- **Work task**
From the line that contains "desktop entry point." to the end of the records below, copy every line exactly. Both the first and last of these lines count.

- **Source data**
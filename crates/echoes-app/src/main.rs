//! Echoes desktop entry point.
//!
//! Opens a single window showing the Echoes web app with a hideable
//! refresh toolbar at the bottom. `RUST_LOG` controls log output.

use anyhow::Result;

use echoes_app::shell;
use echoes_types::config::HostConfig;

fn main() -> Result<()> {
    env_logger::Builder::from_env(env_logger::Env::default().default_filter_or("info")).init();

    let config = HostConfig::default();
    log::info!(
        "Starting Echoes ({}x{}) at {}",
        config.window_width,
        config.window_height,
        config.origin,
    );

    shell::run(config)
}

- **Answer space**
//! Echoes desktop entry point.
//!
//! Opens a single window showing the Echoes web app with a hideable
//! refresh toolbar at the bottom. `RUST_LOG` controls log output.

use anyhow::Result;

use echoes_app::shell;
use echoes_types::config::HostConfig;

fn main() -> Result<()> {
    env_logger::Builder::from_env(env_logger::Env::default().default_filter_or("info")).init();

    let config = HostConfig::default();
    log::info!(
        "Starting Echoes ({}x{}) at {}",
        config.window_width,
        config.window_height,
        config.origin,
    );

    shell::run(config)
}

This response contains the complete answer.